** SUPPLIED MATERIAL follows **
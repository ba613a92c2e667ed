//! Comparison plot data.
//!
//! Rendering charts is left to external tooling; [`CsvPlotter`] writes the
//! series such a tool needs, one file per column, into the directory named
//! after the computed file (`Scenarios/BasicResults.txt` →
//! `Scenarios/BasicResults/`).

use std::collections::BTreeSet;
use std::fs::{self, File};
use std::path::{Path, PathBuf};

use anyhow::{Context, Result};
use csv::{ReaderBuilder, StringRecord, Trim, Writer};

use crate::compare::ResultTable;
use crate::state_machine::PlotType;

/// Inputs of one comparison plot.
#[derive(Debug, Clone, Copy)]
pub struct PlotRequest<'a> {
    /// `None` when no baseline exists for the computed file.
    pub baseline: Option<&'a Path>,
    pub computed: &'a Path,
    /// Failing columns, when a comparison ran.
    pub failures: Option<&'a BTreeSet<String>>,
    pub plot_type: PlotType,
}

impl PlotRequest<'_> {
    pub fn output_dir(&self) -> PathBuf {
        self.computed.with_extension("")
    }

    fn wants(&self, column: &str) -> bool {
        if !self.plot_type.only_on_errors() {
            return true;
        }
        self.failures.is_some_and(|f| f.contains(column))
    }
}

pub trait Plotter: Send + Sync {
    /// Produces plots for one pair, returning how many were written.
    fn plot(&self, request: &PlotRequest<'_>) -> Result<usize>;
}

/// Writes `<column>.csv` series with `x,Baseline,Computed` columns.
#[derive(Debug, Clone, Copy, Default)]
pub struct CsvPlotter;

fn file_name_for(column: &str) -> String {
    let cleaned: String = column
        .chars()
        .map(|c| {
            if c.is_ascii_alphanumeric() || matches!(c, '-' | '_' | '(' | ')') {
                c
            } else {
                '_'
            }
        })
        .collect();
    format!("{cleaned}.csv")
}

fn fmt_value(value: Option<f64>) -> String {
    match value {
        Some(v) if !v.is_nan() => v.to_string(),
        _ => String::new(),
    }
}

impl CsvPlotter {
    fn plot_loaded(&self, request: &PlotRequest<'_>, dir: &Path) -> Result<usize> {
        let computed = ResultTable::load(request.computed)
            .with_context(|| format!("unable to load {}", request.computed.display()))?;
        let baseline = match request.baseline {
            Some(path) => Some(
                ResultTable::load(path)
                    .with_context(|| format!("unable to load {}", path.display()))?,
            ),
            None => None,
        };
        let Some(x_name) = computed.headers.first() else {
            return Ok(0);
        };
        let x = &computed.columns[0];
        let stride = request.plot_type.stride();

        let mut written = 0;
        for (name, values) in computed.headers.iter().zip(&computed.columns).skip(1) {
            if !request.wants(name) {
                continue;
            }
            let expected = baseline.as_ref().and_then(|b| b.column(name));
            let mut writer = Writer::from_path(dir.join(file_name_for(name)))?;
            writer.write_record([x_name.as_str(), "Baseline", "Computed"])?;
            for row in (0..values.len()).step_by(stride) {
                writer.write_record([
                    fmt_value(x.get(row).copied()),
                    fmt_value(expected.and_then(|e| e.get(row).copied())),
                    fmt_value(Some(values[row])),
                ])?;
            }
            writer.flush()?;
            written += 1;
        }
        Ok(written)
    }

    /// Walks both files in lockstep so neither is held in memory.
    fn plot_streamed(&self, request: &PlotRequest<'_>, dir: &Path) -> Result<usize> {
        let open = |path: &Path| -> Result<csv::Reader<File>> {
            ReaderBuilder::new()
                .trim(Trim::All)
                .flexible(true)
                .from_path(path)
                .with_context(|| format!("unable to open {}", path.display()))
        };
        let mut computed = open(request.computed)?;
        let computed_headers = computed.headers()?.clone();
        let mut baseline = request.baseline.map(open).transpose()?;
        let baseline_headers = match baseline.as_mut() {
            Some(reader) => Some(reader.headers()?.clone()),
            None => None,
        };
        let Some(x_name) = computed_headers.get(0) else {
            return Ok(0);
        };

        // (computed index, baseline index, writer)
        let mut series = Vec::new();
        for (i, name) in computed_headers.iter().enumerate().skip(1) {
            if !request.wants(name) {
                continue;
            }
            let baseline_idx = baseline_headers
                .as_ref()
                .and_then(|h| h.iter().position(|b| b == name));
            let mut writer = Writer::from_path(dir.join(file_name_for(name)))?;
            writer.write_record([x_name, "Baseline", "Computed"])?;
            series.push((i, baseline_idx, writer));
        }

        let stride = request.plot_type.stride();
        let mut computed_row = StringRecord::new();
        let mut baseline_row = StringRecord::new();
        let mut row = 0usize;
        while computed.read_record(&mut computed_row)? {
            let have_baseline = match baseline.as_mut() {
                Some(reader) => reader.read_record(&mut baseline_row)?,
                None => false,
            };
            if row % stride == 0 {
                for (i, baseline_idx, writer) in &mut series {
                    let expected = (*baseline_idx)
                        .filter(|_| have_baseline)
                        .and_then(|b| baseline_row.get(b))
                        .unwrap_or("");
                    writer.write_record([
                        computed_row.get(0).unwrap_or(""),
                        expected,
                        computed_row.get(*i).unwrap_or(""),
                    ])?;
                }
            }
            row += 1;
        }

        let written = series.len();
        for (_, _, mut writer) in series {
            writer.flush()?;
        }
        Ok(written)
    }
}

impl Plotter for CsvPlotter {
    fn plot(&self, request: &PlotRequest<'_>) -> Result<usize> {
        let dir = request.output_dir();
        fs::create_dir_all(&dir)
            .with_context(|| format!("unable to create plot directory {}", dir.display()))?;
        // Zipped baselines have to be unpacked, so they never stream.
        let zipped = request
            .baseline
            .and_then(Path::extension)
            .is_some_and(|ext| ext.eq_ignore_ascii_case("zip"));
        match request.plot_type {
            PlotType::MemoryFastPlot if !zipped => self.plot_streamed(request, &dir),
            _ => self.plot_loaded(request, &dir),
        }
    }
}

#[cfg(test)]
mod tests {
    use super::*;
    use tempfile::tempdir;

    const BASELINE: &str = "Time(s),HeartRate(1/min),Pressure(mmHg)\n\
                            0,70,90\n1,71,91\n2,72,92\n3,73,93\n4,74,94\n5,75,95\n6,76,96\n";
    const COMPUTED: &str = "Time(s),HeartRate(1/min),Pressure(mmHg)\n\
                            0,70,90\n1,71,91\n2,72,92\n3,83,93\n4,74,94\n5,75,95\n6,76,96\n";

    fn fixture() -> (tempfile::TempDir, PathBuf, PathBuf) {
        let dir = tempdir().unwrap();
        let baseline = dir.path().join("Basic.csv");
        let computed = dir.path().join("BasicResults.txt");
        fs::write(&baseline, BASELINE).unwrap();
        fs::write(&computed, COMPUTED).unwrap();
        (dir, baseline, computed)
    }

    fn lines(path: &Path) -> Vec<String> {
        fs::read_to_string(path)
            .unwrap()
            .lines()
            .map(str::to_string)
            .collect()
    }

    #[test]
    fn full_plot_writes_every_row() {
        let (dir, baseline, computed) = fixture();
        let request = PlotRequest {
            baseline: Some(&baseline),
            computed: &computed,
            failures: None,
            plot_type: PlotType::FullPlot,
        };
        assert_eq!(CsvPlotter.plot(&request).unwrap(), 2);
        let series = lines(&dir.path().join("BasicResults/HeartRate(1_min).csv"));
        assert_eq!(series[0], "Time(s),Baseline,Computed");
        assert_eq!(series.len(), 8);
        assert_eq!(series[4], "3,73,83");
    }

    #[test]
    fn fast_plot_subsamples() {
        let (dir, baseline, computed) = fixture();
        let request = PlotRequest {
            baseline: Some(&baseline),
            computed: &computed,
            failures: None,
            plot_type: PlotType::FastPlot,
        };
        CsvPlotter.plot(&request).unwrap();
        let series = lines(&dir.path().join("BasicResults/Pressure(mmHg).csv"));
        assert_eq!(series, vec!["Time(s),Baseline,Computed", "0,90,90", "5,95,95"]);
    }

    #[test]
    fn error_modes_plot_failures_only() {
        let (dir, baseline, computed) = fixture();
        let failures: BTreeSet<String> = ["HeartRate(1/min)".to_string()].into();
        let request = PlotRequest {
            baseline: Some(&baseline),
            computed: &computed,
            failures: Some(&failures),
            plot_type: PlotType::FullPlotErrors,
        };
        assert_eq!(CsvPlotter.plot(&request).unwrap(), 1);
        assert!(!dir.path().join("BasicResults/Pressure(mmHg).csv").exists());
    }

    #[test]
    fn streamed_plot_matches_fast_plot() {
        let (dir, baseline, computed) = fixture();
        let request = PlotRequest {
            baseline: Some(&baseline),
            computed: &computed,
            failures: None,
            plot_type: PlotType::MemoryFastPlot,
        };
        assert_eq!(CsvPlotter.plot(&request).unwrap(), 2);
        let series = lines(&dir.path().join("BasicResults/Pressure(mmHg).csv"));
        assert_eq!(series, vec!["Time(s),Baseline,Computed", "0,90,90", "5,95,95"]);
    }

    #[test]
    fn missing_baseline_plots_computed_only() {
        let (dir, _, computed) = fixture();
        let request = PlotRequest {
            baseline: None,
            computed: &computed,
            failures: None,
            plot_type: PlotType::FastPlot,
        };
        CsvPlotter.plot(&request).unwrap();
        let series = lines(&dir.path().join("BasicResults/Pressure(mmHg).csv"));
        assert_eq!(series[1], "0,,90");
    }
}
** End of SUPPLIED MATERIAL **
YOUR GOAL: Copy the lines of the data above exactly as written, beginning with the line containing "one comparison plot." and ending with the line containing "pub fn output_dir(&self)", and leave out all other lines.

RESULT OF THIS EXERCISE:
/// Inputs of one comparison plot.
#[derive(Debug, Clone, Copy)]
pub struct PlotRequest<'a> {
    /// `None` when no baseline exists for the computed file.
    pub baseline: Option<&'a Path>,
    pub computed: &'a Path,
    /// Failing columns, when a comparison ran.
    pub failures: Option<&'a BTreeSet<String>>,
    pub plot_type: PlotType,
}

impl PlotRequest<'_> {
    pub fn output_dir(&self) -> PathBuf {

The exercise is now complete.